Problem to solve:
The lines to copy are those with "protocol" in them. Pull each one from the entries below.

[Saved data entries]

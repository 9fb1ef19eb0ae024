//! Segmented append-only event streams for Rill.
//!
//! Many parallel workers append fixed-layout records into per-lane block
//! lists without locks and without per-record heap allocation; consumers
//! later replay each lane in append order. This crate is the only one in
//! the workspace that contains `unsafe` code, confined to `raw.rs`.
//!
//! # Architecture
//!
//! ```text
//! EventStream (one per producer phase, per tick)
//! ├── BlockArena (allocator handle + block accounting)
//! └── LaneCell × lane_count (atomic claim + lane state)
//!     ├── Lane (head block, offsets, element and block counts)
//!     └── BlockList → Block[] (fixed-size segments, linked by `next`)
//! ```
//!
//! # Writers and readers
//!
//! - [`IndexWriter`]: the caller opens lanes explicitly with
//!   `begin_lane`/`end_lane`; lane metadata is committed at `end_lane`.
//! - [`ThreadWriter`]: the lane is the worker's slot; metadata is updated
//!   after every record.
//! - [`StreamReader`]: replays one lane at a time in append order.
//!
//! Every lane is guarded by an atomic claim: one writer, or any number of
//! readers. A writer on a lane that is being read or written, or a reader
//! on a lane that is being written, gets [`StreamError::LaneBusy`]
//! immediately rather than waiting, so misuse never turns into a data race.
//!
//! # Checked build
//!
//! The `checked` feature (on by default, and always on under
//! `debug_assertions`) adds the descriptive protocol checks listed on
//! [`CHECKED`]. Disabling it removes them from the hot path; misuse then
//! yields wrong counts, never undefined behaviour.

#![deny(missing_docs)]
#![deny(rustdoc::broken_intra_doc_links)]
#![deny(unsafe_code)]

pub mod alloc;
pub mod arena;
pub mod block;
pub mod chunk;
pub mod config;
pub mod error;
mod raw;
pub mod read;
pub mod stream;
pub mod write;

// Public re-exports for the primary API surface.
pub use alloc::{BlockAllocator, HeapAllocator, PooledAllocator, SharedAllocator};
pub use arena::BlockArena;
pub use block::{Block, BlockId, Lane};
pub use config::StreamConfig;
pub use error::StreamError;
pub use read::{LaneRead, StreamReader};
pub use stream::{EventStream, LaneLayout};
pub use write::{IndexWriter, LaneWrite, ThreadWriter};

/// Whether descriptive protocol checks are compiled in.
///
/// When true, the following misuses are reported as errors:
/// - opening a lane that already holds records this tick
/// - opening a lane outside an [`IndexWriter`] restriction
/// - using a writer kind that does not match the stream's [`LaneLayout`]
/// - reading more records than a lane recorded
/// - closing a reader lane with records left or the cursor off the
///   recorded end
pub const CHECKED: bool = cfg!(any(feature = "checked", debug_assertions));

Answer to this problem:
//! `debug_assertions`) adds the descriptive protocol checks listed on
/// Whether descriptive protocol checks are compiled in.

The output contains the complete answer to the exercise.